Nach solchen grundlegenden Reflexionen über das "Wesen" des Zeitungsausschnitts wird im äußerst detailreich gestalteten Hauptteil der Arbeit die zunehmende Professionalisierung der modernen "Ausschnittkultur" behandelt. Zeugnis von dieser Professionalisierung geben einerseits kommerziell arbeitende Dienstleistungsunternehmen wie die Ausschnittbüros (die heute unter der Bezeichnung "Medien-Monitoring" fortbestehen), andererseits zahlreiche Ausschnittarchive in der Trägerschaft der öffentlichen Hand. Aus der Reihe der letzteren stellt te Heesen die seit 1908 bestehende Zeitungsausschnittsammlung des Hamburgischen Welt-Wirtschafts-Archivs (HWWA) eingehender vor. Neben der Entstehung der Zeitungswissenschaft als eigenständigem universitären Fach und der "Entdeckung" des Zeitungsausschnitts durch Soziologen, Historiker und Kulturhistoriker in der ersten Hälfte des 20. Jahrhunderts dient die Sammlung im HWWA zur exemplarischen Darstellung eines konkreten wissenschaftlichen Interesses am Zeitungsinhalt und der sich daraus entwickelnden Infrastruktur für seine institutionalisierte Erfassung und Erschließung.

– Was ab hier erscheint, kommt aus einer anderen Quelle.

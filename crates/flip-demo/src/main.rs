use std::path::Path;

use anyhow::Result;
use glam::{Mat4, Vec2, Vec3};

use flip_engine::core::{AppCtx, Application, LoopControl};
use flip_engine::device::GpuInit;
use flip_engine::gfx::{CullMode, ImageId, SamplerId};
use flip_engine::imdraw::{ImDraw, RenderMode};
use flip_engine::input::{InputState, Key};
use flip_engine::loader::{AsyncImage, LoadState};
use flip_engine::logging::{init_logging, LoggingConfig};
use flip_engine::profile::{Profile, ProfileRecord, RECORD_LEN};
use flip_engine::render::{Color, Renderer, Shape};
use flip_engine::time::Time;
use flip_engine::window::{Runtime, RuntimeConfig};

const TEXTURE_PATH: &str = "media/texture.png";

#[derive(Default)]
struct Demo {
    texture: Option<AsyncImage>,
    texture_state: Option<LoadState>,
    spin: f32,
    shapes_profile: ProfileRecord,
    displayed: u64,
}

impl Demo {
    fn texture_id(&self) -> ImageId {
        self.texture.as_ref().map_or(ImageId::INVALID, AsyncImage::id)
    }

    fn draw_quads(&self, renderer: &mut dyn Renderer) -> Result<()> {
        // Outline in a line strip, pen color set once.
        let at = Mat4::from_translation(Vec3::new(-4.0, 0.01, 0.0));
        let mut outline = ImDraw::new(renderer, at, RenderMode::line_strip())?;
        outline
            .color(Color::GREEN)
            .vertex(0.0, 0.0, 0.0)
            .vertex(2.0, 0.0, 0.0)
            .vertex(2.0, 0.0, 2.0)
            .vertex(0.0, 0.0, 2.0)
            .vertex(0.0, 0.0, 0.0);
        outline.end()?;

        let translucent = RenderMode::default().with_blending(true).with_cull_mode(CullMode::None);
        let at = Mat4::from_translation(Vec3::new(-1.0, 1.0, -3.0));
        let mut quad = ImDraw::new(renderer, at, translucent)?;
        quad.color(Color::YELLOW.with_alpha(0.5));
        for p in [[0.0, 0.0], [2.0, 0.0], [2.0, 2.0], [0.0, 0.0], [2.0, 2.0], [0.0, 2.0]] {
            quad.vertex(p[0], p[1], 0.0);
        }
        quad.end()?;

        // Falls back to plain white until the texture is ready.
        let at = Mat4::from_translation(Vec3::new(2.0, 1.0, -3.0));
        let mut textured = ImDraw::new(renderer, at, RenderMode::default())?;
        textured.texture(self.texture_id(), SamplerId::INVALID);
        let corners = [
            (Vec3::new(0.0, 0.0, 0.0), Vec2::new(0.0, 1.0)),
            (Vec3::new(2.0, 0.0, 0.0), Vec2::new(1.0, 1.0)),
            (Vec3::new(2.0, 2.0, 0.0), Vec2::new(1.0, 0.0)),
            (Vec3::new(0.0, 2.0, 0.0), Vec2::new(0.0, 0.0)),
        ];
        for i in [0, 1, 2, 0, 2, 3] {
            let (position, uv) = corners[i];
            textured.vertex_uv(position, uv);
        }
        textured.end()?;
        Ok(())
    }

    fn draw_shapes(&mut self, renderer: &mut dyn Renderer) -> Result<()> {
        let _profile = Profile::new(&mut self.shapes_profile);
        let spin = Mat4::from_rotation_y(self.spin);

        for (i, shape) in Shape::ALL.into_iter().enumerate() {
            let x = (i as f32 - 2.0) * 3.0;
            let transform = Mat4::from_translation(Vec3::new(x, 0.0, 4.0)) * spin;
            let color = [Color::RED, Color::CYAN, Color::MAGENTA, Color::BLUE, Color::GREY][i % 5];
            renderer.draw_shape(transform, shape, color)?;
        }

        let ring: Vec<Mat4> = (0..8)
            .map(|i| {
                let angle = i as f32 * std::f32::consts::TAU / 8.0 + self.spin;
                Mat4::from_rotation_y(angle)
                    * Mat4::from_translation(Vec3::new(8.0, 0.5, 0.0))
                    * Mat4::from_scale(Vec3::splat(0.5))
            })
            .collect();
        renderer.draw_shapes(&ring, Shape::Cube, Color::YELLOW.with_alpha(0.6))?;
        Ok(())
    }
}

impl Application for Demo {
    fn initialize(&mut self, ctx: &mut AppCtx<'_>) -> Result<()> {
        let (w, h) = ctx.framebuffer_size();
        log::info!("demo starting at {w}x{h}{}", if ctx.is_headless() { " (headless)" } else { "" });

        if Path::new(TEXTURE_PATH).exists() {
            self.texture = Some(ctx.loader().load_image(TEXTURE_PATH));
        } else {
            log::warn!("`{TEXTURE_PATH}` not found, textured quad stays white");
        }
        Ok(())
    }

    fn update(&mut self, time: &Time, input: &InputState) -> LoopControl {
        if input.keyboard.released(Key::Escape) {
            return LoopControl::Break;
        }

        let state = self.texture.as_ref().map(AsyncImage::state);
        if state != self.texture_state {
            log::info!("texture: {state:?}");
            self.texture_state = state;
        }

        self.spin = (self.spin + time.dt * 0.5) % std::f32::consts::TAU;
        LoopControl::Continue
    }

    fn display(&mut self, renderer: &mut dyn Renderer) -> Result<()> {
        renderer.draw_grid(Mat4::IDENTITY, 20)?;
        renderer.draw_axis(Mat4::from_translation(Vec3::new(0.0, 0.001, 0.0)))?;
        self.draw_quads(renderer)?;
        self.draw_shapes(renderer)?;

        self.displayed += 1;
        if self.displayed % RECORD_LEN as u64 == 0 {
            let stats = self.shapes_profile.stats();
            log::info!("shapes: {:.3} ms mean, {:.3} ms max", stats.mean, stats.max);
        }
        Ok(())
    }
}

fn main() -> Result<()> {
    init_logging(LoggingConfig::default());

    if std::env::args().skip(1).any(|arg| arg == "--headless") {
        return Runtime::run_headless(Demo::default());
    }

    let config = RuntimeConfig { title: "flip demo".to_string(), ..RuntimeConfig::default() };
    Runtime::run(config, GpuInit::default(), Demo::default())
}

Auch wenn auf die Behandlung spezifisch literaturwissenschaftlicher Institutionen und Fragestellungen des Ausschneidens und Sammelns von Zeitungen weitgehend verzichtet wird, so eröffnet te Heesens Arbeit doch einen fundierten Überblick über die Geschichte einer medial bedingten Dokumentationspraxis, die gerade in der Germanistik neben der Erfassung und Aufbereitung bibliographischer Informationen bis heute wichtige Grundlagen für die literaturwissenschaftliche Forschungsarbeit liefert. Wenn auch vielfach schon mit digitalen Mitteln erstellt und gespeichert, ist das Phänomen des Zeitungsausschnitts damit noch lange nicht so historisch geworden, wie es Anke te Heesens im Übrigen äußerst vergnüglich zu lesendes Buch vielleicht an mancher Stelle suggeriert.